Exercise:
Return, from the material below, each line in which the word "println" is present.

[[ Record excerpts open ]]

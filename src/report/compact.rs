//! Compact terminal reporter
//!
//! One line per finding, `path:line:col  severity  code  message`, easy to
//! grep and to paste into an editor's quickfix list

use crate::analysis::Finding;
use crate::report::aggregator::ResultStats;
use crate::report::{display_path, palette};
use colored::Colorize;
use std::path::PathBuf;

pub struct CompactReporter {
    base_path: Option<PathBuf>,
    show_confidence: bool,
    /// Messages longer than this are cut
    max_message_width: usize,
}

impl CompactReporter {
    pub fn new() -> Self {
        Self {
            base_path: None,
            show_confidence: true,
            max_message_width: 100,
        }
    }

    pub fn with_base_path(mut self, path: PathBuf) -> Self {
        self.base_path = Some(path);
        self
    }

    pub fn with_confidence(mut self, show: bool) -> Self {
        self.show_confidence = show;
        self
    }

    pub fn report(&self, findings: &[Finding]) {
        if findings.is_empty() {
            println!("{}", "No issues found!".green().bold());
            return;
        }

        for finding in findings {
            println!("{}", self.format_line(finding));
        }

        self.print_summary(findings);
    }

    fn format_line(&self, finding: &Finding) -> String {
        let location = format!(
            "{}:{}:{}",
            display_path(&finding.location.file, self.base_path.as_deref()),
            finding.location.line,
            finding.location.column
        );
        let confidence = if self.show_confidence {
            format!("{} ", palette::confidence(finding.confidence))
        } else {
            String::new()
        };

        format!(
            "{}{}  {}  {}  {}",
            confidence,
            location.dimmed(),
            palette::severity(finding.severity),
            palette::rule(finding.issue),
            self.shorten(&finding.message)
        )
    }

    fn shorten(&self, message: &str) -> String {
        if message.chars().count() <= self.max_message_width {
            return message.to_string();
        }
        let cut: String = message.chars().take(self.max_message_width - 3).collect();
        format!("{}...", cut)
    }

    fn print_summary(&self, findings: &[Finding]) {
        let stats = ResultStats::from_findings(findings);

        println!("{}", palette::divider(50));

        let mut parts = Vec::new();
        if stats.errors > 0 {
            parts.push(format!("{} {}", stats.errors, "errors".red()));
        }
        if stats.warnings > 0 {
            parts.push(format!("{} {}", stats.warnings, "warnings".yellow()));
        }
        if stats.infos > 0 {
            parts.push(format!("{} {}", stats.infos, "info".blue()));
        }

        println!(
            "  {} {} in {} files ({})",
            palette::count(stats.total_issues),
            "issues".bold(),
            stats.files_affected,
            parts.join(", ")
        );
    }
}

impl Default for CompactReporter {
    fn default() -> Self {
        Self::new()
    }
}

#[cfg(test)]
mod tests {
    use super::*;
    use crate::analysis::LintIssue;
    use crate::graph::Location;

    #[test]
    fn test_line_is_relative_to_base() {
        colored::control::set_override(false);
        let finding = Finding::new(
            LintIssue::NewFileNaming,
            Location::new(PathBuf::from("/repo/src/Store.java"), 12, 9, 0, 0),
            "topics.db",
        );
        let line = CompactReporter::new()
            .with_confidence(false)
            .with_base_path(PathBuf::from("/repo"))
            .format_line(&finding);
        assert!(line.starts_with("src/Store.java:12:9"), "{}", line);
        assert!(line.contains("BC002"));
        assert!(line.contains("error"), "{}", line);
    }

    #[test]
    fn test_long_messages_are_cut() {
        let reporter = CompactReporter::new();
        let long = "x".repeat(300);
        let short = reporter.shorten(&long);
        assert_eq!(short.chars().count(), 100);
        assert!(short.ends_with("..."));
    }
}
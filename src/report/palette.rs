//! Colors and glyphs shared by the terminal reporters
//!
//! A rule code is painted in the color of its category, so Room findings,
//! restricted API calls and compatibility problems separate at a glance in
//! every format.

use crate::analysis::{Confidence, LintIssue, Severity};
use colored::{Color, ColoredString, Colorize};

pub fn category_color(category: &str) -> Color {
    match category {
        "Room Database" => Color::Cyan,
        "Restricted API" => Color::Magenta,
        "Backward Compatibility" => Color::Yellow,
        _ => Color::White,
    }
}

pub fn category(name: &str) -> ColoredString {
    name.color(category_color(name)).bold()
}

pub fn rule(issue: LintIssue) -> ColoredString {
    issue.code().color(category_color(issue.category()))
}

/// Severity as a fixed-width label (`error  `, `warning`, `info   `)
pub fn severity(severity: Severity) -> ColoredString {
    let label = format!("{:<7}", severity.as_str());
    match severity {
        Severity::Error => label.red().bold(),
        Severity::Warning => label.yellow().bold(),
        Severity::Info => label.blue(),
    }
}

/// How sure the resolver was: filled for exact matches, hollow for guesses
pub fn confidence(confidence: Confidence) -> ColoredString {
    match confidence {
        Confidence::High => "●".green(),
        Confidence::Medium => "◐".yellow(),
        Confidence::Low => "○".dimmed(),
    }
}

pub fn path(text: &str) -> ColoredString {
    text.cyan().bold()
}

pub fn position(line: usize, column: usize) -> ColoredString {
    format!("{:>5}:{:<3}", line, column).dimmed()
}

pub fn subject(text: &str) -> ColoredString {
    text.bold()
}

pub fn count(n: usize) -> ColoredString {
    n.to_string().bold()
}

pub fn divider(width: usize) -> ColoredString {
    "━".repeat(width).dimmed()
}

pub fn thin_divider(width: usize) -> ColoredString {
    "─".repeat(width).dimmed()
}

/// Share of `part` in `total` as a bar of `width` cells, painted in the
/// category's color
pub fn share_bar(part: usize, total: usize, width: usize, category: &str) -> ColoredString {
    let filled = if total == 0 {
        0
    } else {
        ((part * width) as f64 / total as f64).round() as usize
    }
    .min(width);
    format!("{}{}", "█".repeat(filled), "░".repeat(width - filled)).color(category_color(category))
}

[[ Record excerpts closed ]]

Exercise output:
            println!("{}", "No issues found!".green().bold());
            println!("{}", self.format_line(finding));
        println!("{}", palette::divider(50));
        println!(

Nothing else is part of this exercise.